Retour sur la série culte de l’auteur américain, exploration périlleuse des dédales les plus reculés de la névrose. Une œuvre fascinante, entre surréalisme et hallucination amphétaminique.
Comment raconter l’irracontable ? Tout commence dans une chambre vaguement oppressante où s’éveille une sorte de clone de Tintin. Dans le mur du fond, un trou béant va attiser sa curiosité. Celui-ci ne se doute pas qu’en le franchissant, il y découvrira un univers parallèle particulièrement inquiétant… Toxic, comme son nom l’indique… Il faudra avoir les nerfs bien accrochés pour suivre ce récit complexe sans haut-le-cœur, un récit à la poésie maladive où reviennent les mêmes leitmotiv : angoisse de la paternité, quête illusoire d’un père absent, dégoût de la procréation, crise identitaire, crainte de la rupture amoureuse, terreurs métaphysiques liées à notre humaine finitude, autant de thèmes qui se font écho les uns aux autres. Toxic, c’est un drôle de périple où narrations et identités tour à tour fusionnent et se dédoublent, à coups de flashbacks, de mises en abyme et de basculements vers une dimension onirique et terrifiante.
Il serait prétentieux de faire l’exégèse de cette trilogie, œuvre qui ne peut laisser indifférent, d’autant que l’iconographie burnsienne est aussi riche que déroutante et que son auteur ne fournit pas la fiche explicative de ses puissantes images subliminales, laissant à ses lecteurs le champ totalement libre à leurs propres analyses.
Comme dans Black Hole, Charles Burns ausculte à sa manière l’envers du rêve américain, et par extension du « rêve occidental », avec sa ligne claire scalpellienne dévoilant l’âme de ses personnages, une ligne claire que l’on dirait conçue pour mieux faire avaler la pilule d’une vérité trop âpre, et qui dans la forme évoque plutôt l’univers avenant d’Hergé.
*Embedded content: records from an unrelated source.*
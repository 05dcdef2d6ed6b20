use crate::constants::{
    BACKGROUND, LABEL_FILL, LABEL_FONT_FAMILY, LABEL_SHADOW, LABEL_SHADOW_BLUR,
};
use crate::dom::js_err;
use bubbles_core::{BubbleApp, KeyValueStore, TextMeasure};
use std::cell::Cell;
use std::f64::consts::TAU;
use wasm_bindgen::JsCast;
use web_sys as web;

#[inline]
pub fn label_font(font_px: u32) -> String {
    format!("bold {}px {}", font_px, LABEL_FONT_FAMILY)
}

/// `measureText` on the live 2D context. Remembers the last font so repeated
/// queries at one size do not reset it.
pub struct CanvasMeasure<'a> {
    ctx: &'a web::CanvasRenderingContext2d,
    font_px: Cell<u32>,
}

impl<'a> CanvasMeasure<'a> {
    pub fn new(ctx: &'a web::CanvasRenderingContext2d) -> Self {
        Self {
            ctx,
            font_px: Cell::new(0),
        }
    }
}

impl TextMeasure for CanvasMeasure<'_> {
    fn text_width(&self, text: &str, font_px: u32) -> f32 {
        if self.font_px.get() != font_px {
            self.ctx.set_font(&label_font(font_px));
            self.font_px.set(font_px);
        }
        self.ctx
            .measure_text(text)
            .map(|m| m.width() as f32)
            .unwrap_or(0.0)
    }
}

pub struct CanvasSurface {
    canvas: web::HtmlCanvasElement,
    ctx: web::CanvasRenderingContext2d,
    dpr: f64,
    width: f64,
    height: f64,
}

impl CanvasSurface {
    pub fn new(canvas: web::HtmlCanvasElement, width: f64, height: f64, dpr: f64) -> anyhow::Result<Self> {
        let ctx = canvas
            .get_context("2d")
            .map_err(js_err)?
            .ok_or_else(|| anyhow::anyhow!("2d context unavailable"))?
            .dyn_into::<web::CanvasRenderingContext2d>()
            .map_err(|e| anyhow::anyhow!("not a 2d context: {:?}", e))?;
        Ok(Self {
            canvas,
            ctx,
            dpr,
            width,
            height,
        })
    }

    pub fn draw<S: KeyValueStore>(&self, app: &BubbleApp<S>) {
        let ctx = &self.ctx;
        _ = ctx.set_transform(self.dpr, 0.0, 0.0, self.dpr, 0.0, 0.0);
        ctx.set_fill_style_str(BACKGROUND);
        ctx.fill_rect(0.0, 0.0, self.width, self.height);

        for body in app.sim().bodies() {
            ctx.begin_path();
            _ = ctx.arc(
                body.position.x as f64,
                body.position.y as f64,
                body.radius as f64,
                0.0,
                TAU,
            );
            ctx.set_fill_style_str(&body.color.css());
            ctx.fill();
        }

        self.draw_labels(app);
    }

    fn draw_labels<S: KeyValueStore>(&self, app: &BubbleApp<S>) {
        let ctx = &self.ctx;
        ctx.save();
        ctx.set_text_align("center");
        ctx.set_text_baseline("middle");
        ctx.set_shadow_color(LABEL_SHADOW);
        ctx.set_shadow_blur(LABEL_SHADOW_BLUR);

        let measure = CanvasMeasure::new(ctx);
        let placed = app.labels(&measure);
        ctx.set_fill_style_str(LABEL_FILL);
        for p in &placed {
            ctx.set_font(&label_font(p.layout.font_px));
            for (line, pos) in p.layout.line_positions(p.body.position) {
                _ = ctx.fill_text(line, pos.x as f64, pos.y as f64);
            }
        }
        ctx.restore();
    }

    /// Release the drawing surface.
    pub fn release(&self) {
        self.canvas.set_width(0);
        self.canvas.set_height(0);
        self.canvas.remove();
    }
}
Un véritable trompe-l’œil qui ne fait qu’accentuer le trouble. Il suffit de regarder les trois couvertures qui mettent en scène Doug (ou son double tintinesque pour le premier tome), dans une attitude de perplexité, de malaise ou d’angoisse face à ce que se yeux viennent de lui révéler, qui un champignon géant, qui une créature mi-humaine mi-porcine, qui un squelette de fœtus également hybride, et toujours dans des lieux sinistres et mortifères, égouts, souterrains, ruines…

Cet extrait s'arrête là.